Me detuve algún tiempo a reflexionar en todo lo que había dicho y a meditar los argumentos que había empleado. Pensé en las prometedoras virtudes que había mostrado al principio de su existencia; y en la subsiguiente ruina de todos aquellos amables sentimientos, por culpa del desprecio y el espanto que sus protectores habían manifestado hacia él. En mis cálculos no olvidé ni su fuerza ni sus amenazas: una criatura que podía vivir en las grutas de hielo de los glaciares y podía ocultarse de sus perseguidores en las aristas de precipicios inaccesibles era un ser que poseía facultades a las que era imposible hacer frente. Después de una larga pausa para meditar, concluí que la justicia debida tanto a él como a mis semejantes me obligaba a acceder a sus peticiones. Así pues, volviéndome hacia él, le dije:
—Accedo a tu petición, con la siguiente condición: que me prometas solemnemente que abandonarás Europa, y cualquier otro lugar donde haya seres humanos, tan pronto como ponga en tus manos la hembra que te acompañará en tu exilio.

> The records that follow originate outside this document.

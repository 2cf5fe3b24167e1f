//! Display state of the open conversation.
//!
//! Sends are shown immediately as `Pending` entries and swapped in place for
//! the relay's echo once it arrives. The echo is matched on its `temp_id`
//! together with the connection that sent it, so an echo never lands on a
//! message composed by another connection of the same user.

use std::collections::HashMap;

use time::{Duration, OffsetDateTime};

use crate::{
    rooms::{ConnectionId, CreateMessageDto, OutboundMessage, RoomKey, StoredMessage},
    ChatError, EntityId, TempId, UserId,
};

/// Who wrote an entry, as far as this client can tell.
#[derive(Debug, Clone, Copy, PartialEq, Eq)]
pub enum Author {
    /// Sent over a live connection during this session.
    Live(ConnectionId),
    /// Loaded from the message log, where only the user is known.
    Historical(UserId),
}

#[derive(Debug, Clone, Copy, PartialEq, Eq)]
pub enum Delivery {
    /// Shown optimistically, waiting for the relay's echo.
    Pending { sent_at: OffsetDateTime },
    Confirmed,
    /// Gave up waiting. Only reached through [`ChatView::expire_pending`].
    Failed,
}

#[derive(Debug, Clone, PartialEq)]
pub struct ChatEntry {
    pub id: Option<i64>,
    pub temp_id: Option<TempId>,
    pub author: Author,
    pub author_user_id: UserId,
    pub entity_id: EntityId,
    pub text: String,
    pub created_at: OffsetDateTime,
    pub delivery: Delivery,
}

impl ChatEntry {
    fn confirmed(msg: OutboundMessage) -> Self {
        ChatEntry {
            id: Some(msg.id),
            temp_id: msg.temp_id,
            author: Author::Live(msg.author_id),
            author_user_id: msg.author_user_id,
            entity_id: msg.entity_id,
            text: msg.text,
            created_at: msg.created_at,
            delivery: Delivery::Confirmed,
        }
    }

    fn historical(msg: StoredMessage) -> Self {
        ChatEntry {
            id: Some(msg.id),
            temp_id: None,
            author: Author::Historical(msg.from_user_id),
            author_user_id: msg.from_user_id,
            entity_id: msg.entity_id,
            text: msg.text,
            created_at: msg.created_at,
            delivery: Delivery::Confirmed,
        }
    }

    pub fn is_pending(&self) -> bool {
        matches!(self.delivery, Delivery::Pending { .. })
    }
}

/// What [`ChatView::on_incoming`] did with a message.
#[derive(Debug, Clone, Copy, PartialEq, Eq)]
pub enum Incoming {
    /// Addressed to a room that is not open. The list is untouched.
    Discarded,
    /// Already on display under the same server id.
    Duplicate,
    /// Our pending entry at this index was dropped because its confirmed copy
    /// was already on display, e.g. loaded with the history.
    Settled(usize),
    /// Replaced our own pending entry at this index.
    Reconciled(usize),
    Appended(usize),
}

pub struct ChatView {
    user_id: UserId,
    entity_id: EntityId,
    connection: Option<ConnectionId>,
    room: Option<RoomKey>,
    entries: Vec<ChatEntry>,
    last_temp_id: TempId,
    unseen: HashMap<RoomKey, usize>,
}

impl ChatView {
    pub fn new(user_id: UserId, entity_id: EntityId) -> Self {
        ChatView {
            user_id,
            entity_id,
            connection: None,
            room: None,
            entries: Vec::new(),
            last_temp_id: 0,
            unseen: HashMap::new(),
        }
    }

    pub fn user_id(&self) -> UserId {
        self.user_id
    }

    pub fn connection(&self) -> Option<ConnectionId> {
        self.connection
    }

    /// Called with the id the relay hands out on every (re)connect.
    pub fn set_connection(&mut self, connection: ConnectionId) {
        self.connection = Some(connection);
    }

    pub fn room(&self) -> Option<RoomKey> {
        self.room
    }

    pub fn entries(&self) -> &[ChatEntry] {
        &self.entries
    }

    /// Opens the conversation with `peer` and empties the list.
    ///
    /// The caller joins the returned room on the relay and feeds the stored
    /// conversation to [`ChatView::load_history`].
    pub fn select_room(&mut self, peer: UserId) -> Result<RoomKey, ChatError> {
        let room = RoomKey::between(self.user_id, peer)?;
        self.room = Some(room);
        self.entries.clear();
        self.unseen.remove(&room);
        Ok(room)
    }

    /// Puts stored messages ahead of anything already shown. Ignored when
    /// another room has been opened since the fetch started. Returns how many
    /// entries were added.
    pub fn load_history(&mut self, room: RoomKey, messages: Vec<StoredMessage>) -> usize {
        if self.room != Some(room) {
            tracing::debug!(%room, "history for a room that is no longer open");
            return 0;
        }

        let history: Vec<_> = messages
            .into_iter()
            .filter(|msg| !self.entries.iter().any(|entry| entry.id == Some(msg.id)))
            .map(ChatEntry::historical)
            .collect();

        let added = history.len();
        self.entries.splice(0..0, history);
        added
    }

    pub fn on_incoming(&mut self, msg: OutboundMessage) -> Incoming {
        let room = match msg.room.parse::<RoomKey>() {
            Ok(room) => room,
            Err(err) => {
                tracing::warn!("ignoring message {}: {err}", msg.id);
                return Incoming::Discarded;
            }
        };

        if self.room != Some(room) {
            tracing::debug!(%room, id = msg.id, "message for another room");
            *self.unseen.entry(room).or_default() += 1;
            return Incoming::Discarded;
        }

        let shown = self.entries.iter().any(|entry| entry.id == Some(msg.id));

        let own_confirmation = msg.temp_id.is_some() && self.connection == Some(msg.author_id);
        if own_confirmation {
            let author = Author::Live(msg.author_id);
            let position = self.entries.iter().position(|entry| {
                entry.temp_id == msg.temp_id && entry.author == author && entry.delivery != Delivery::Confirmed
            });

            if let Some(index) = position {
                if shown {
                    self.entries.remove(index);
                    return Incoming::Settled(index);
                }
                self.entries[index] = ChatEntry::confirmed(msg);
                return Incoming::Reconciled(index);
            }
        }

        if shown {
            return Incoming::Duplicate;
        }

        self.entries.push(ChatEntry::confirmed(msg));
        Incoming::Appended(self.entries.len() - 1)
    }

    pub fn is_mine(&self, entry: &ChatEntry) -> bool {
        match entry.author {
            Author::Live(conn) => self.connection == Some(conn),
            Author::Historical(user) => user == self.user_id,
        }
    }

    pub fn send_message(&mut self, text: &str) -> Result<CreateMessageDto, ChatError> {
        self.send_message_at(text, OffsetDateTime::now_utc())
    }

    /// Inserts an optimistic entry and returns the event to emit for it.
    pub fn send_message_at(&mut self, text: &str, now: OffsetDateTime) -> Result<CreateMessageDto, ChatError> {
        let text = text.trim();
        if text.is_empty() {
            return Err(ChatError::EmptyText);
        }
        let room = self.room.ok_or(ChatError::NoRoomSelected)?;
        let connection = self.connection.ok_or(ChatError::NotConnected)?;

        let temp_id = self.next_temp_id(now);
        self.entries.push(ChatEntry {
            id: None,
            temp_id: Some(temp_id),
            author: Author::Live(connection),
            author_user_id: self.user_id,
            entity_id: self.entity_id,
            text: text.to_owned(),
            created_at: now,
            delivery: Delivery::Pending { sent_at: now },
        });

        Ok(CreateMessageDto {
            room: room.to_string(),
            text: text.to_owned(),
            author_user_id: self.user_id,
            entity_id: self.entity_id,
            temp_id: Some(temp_id),
        })
    }

    /// Milliseconds since the epoch, bumped so that ids never repeat.
    fn next_temp_id(&mut self, now: OffsetDateTime) -> TempId {
        let millis = (now.unix_timestamp_nanos() / 1_000_000) as TempId;
        self.last_temp_id = millis.max(self.last_temp_id + 1);
        self.last_temp_id
    }

    /// Marks entries pending for longer than `timeout` as failed. Returns how many changed.
    pub fn expire_pending(&mut self, now: OffsetDateTime, timeout: Duration) -> usize {
        let mut expired = 0;
        for entry in &mut self.entries {
            if let Delivery::Pending { sent_at } = entry.delivery {
                if now - sent_at >= timeout {
                    entry.delivery = Delivery::Failed;
                    expired += 1;
                }
            }
        }
        expired
    }

    pub fn retry(&mut self, temp_id: TempId) -> Result<Option<CreateMessageDto>, ChatError> {
        self.retry_at(temp_id, OffsetDateTime::now_utc())
    }

    /// Puts a failed entry back to pending and returns the event to emit again.
    /// The entry is re-attributed to the current connection so the new echo
    /// can find it. `None` when no failed entry carries `temp_id`.
    pub fn retry_at(&mut self, temp_id: TempId, now: OffsetDateTime) -> Result<Option<CreateMessageDto>, ChatError> {
        let room = self.room.ok_or(ChatError::NoRoomSelected)?;
        let connection = self.connection.ok_or(ChatError::NotConnected)?;

        let Some(entry) = self
            .entries
            .iter_mut()
            .find(|entry| entry.temp_id == Some(temp_id) && entry.delivery == Delivery::Failed)
        else {
            return Ok(None);
        };

        entry.author = Author::Live(connection);
        entry.delivery = Delivery::Pending { sent_at: now };

        Ok(Some(CreateMessageDto {
            room: room.to_string(),
            text: entry.text.clone(),
            author_user_id: entry.author_user_id,
            entity_id: entry.entity_id,
            temp_id: Some(temp_id),
        }))
    }

    /// Messages received for `room` while another room was open.
    pub fn unseen(&self, room: &RoomKey) -> usize {
        self.unseen.get(room).copied().unwrap_or(0)
    }

    /// Returns the unseen count for `room` and resets it.
    pub fn take_unseen(&mut self, room: &RoomKey) -> usize {
        self.unseen.remove(room).unwrap_or(0)
    }
}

—¡Lo juro —gritó—, por el sol y por los cielos azules del Paraíso, que mientras existan jamás volveréis a verme! Marchad, entonces, a vuestra casa y comenzad los trabajos. Observaré vuestros avances con incontenible ansiedad, y, descuidad, que cuando todo esté preparado, yo apareceré.
Y diciendo aquello, rápidamente se alejó de mí, temeroso quizá de que cambiara de opinión. Le vi descender la montaña más veloz que el vuelo del águila y rápidamente lo perdí de vista entre las ondulaciones del mar de hielo.
Su relato había durado todo el día, y el sol ya estaba sobre la línea del horizonte cuando él partió. Yo sabía que debía comenzar a descender inmediatamente hacia el valle, pues muy pronto me vería envuelto en una completa oscuridad. Pero mi corazón estaba apesadumbrado, y avanzaba con pasos lentos. El esfuerzo de ir serpenteando por los pequeños senderos, y fijando mis pies firmemente mientras avanzaba, me agotaba, absorto como estaba en las emociones que los acontecimientos de aquel día habían despertado en mí. Ya era muy de noche cuando llegué a un lugar de descanso que hay a mitad de camino y me senté junto a la fuente. Las estrellas brillaban de tanto en tanto, a medida que las nubes pasaban por delante de ellas. Los pinos oscuros se elevaban frente a mí, y por todas partes, aquí y allá, los árboles quebrados yacían en tierra; era un paisaje de maravillosa solemnidad que encendió extraños pensamientos en mi interior. Lloré amargamente y, retorciéndome las manos de dolor, exclamé:
—¡Oh, estrellas, y nubes, y viento… todos os burláis de mí! ¡Si realmente tenéis piedad de mí, aplastadme y destruidme! ¡Y si no, alejaos; alejaos y dejadme en la oscuridad!
Eran pensamientos enloquecidos y desesperados, pero no puedo describir hasta qué punto el eterno centellear de las estrellas me abrumaba, y cómo esperaba cada ráfaga de viento como si fuera un espantoso y turbio viento del sur dispuesto a consumirme.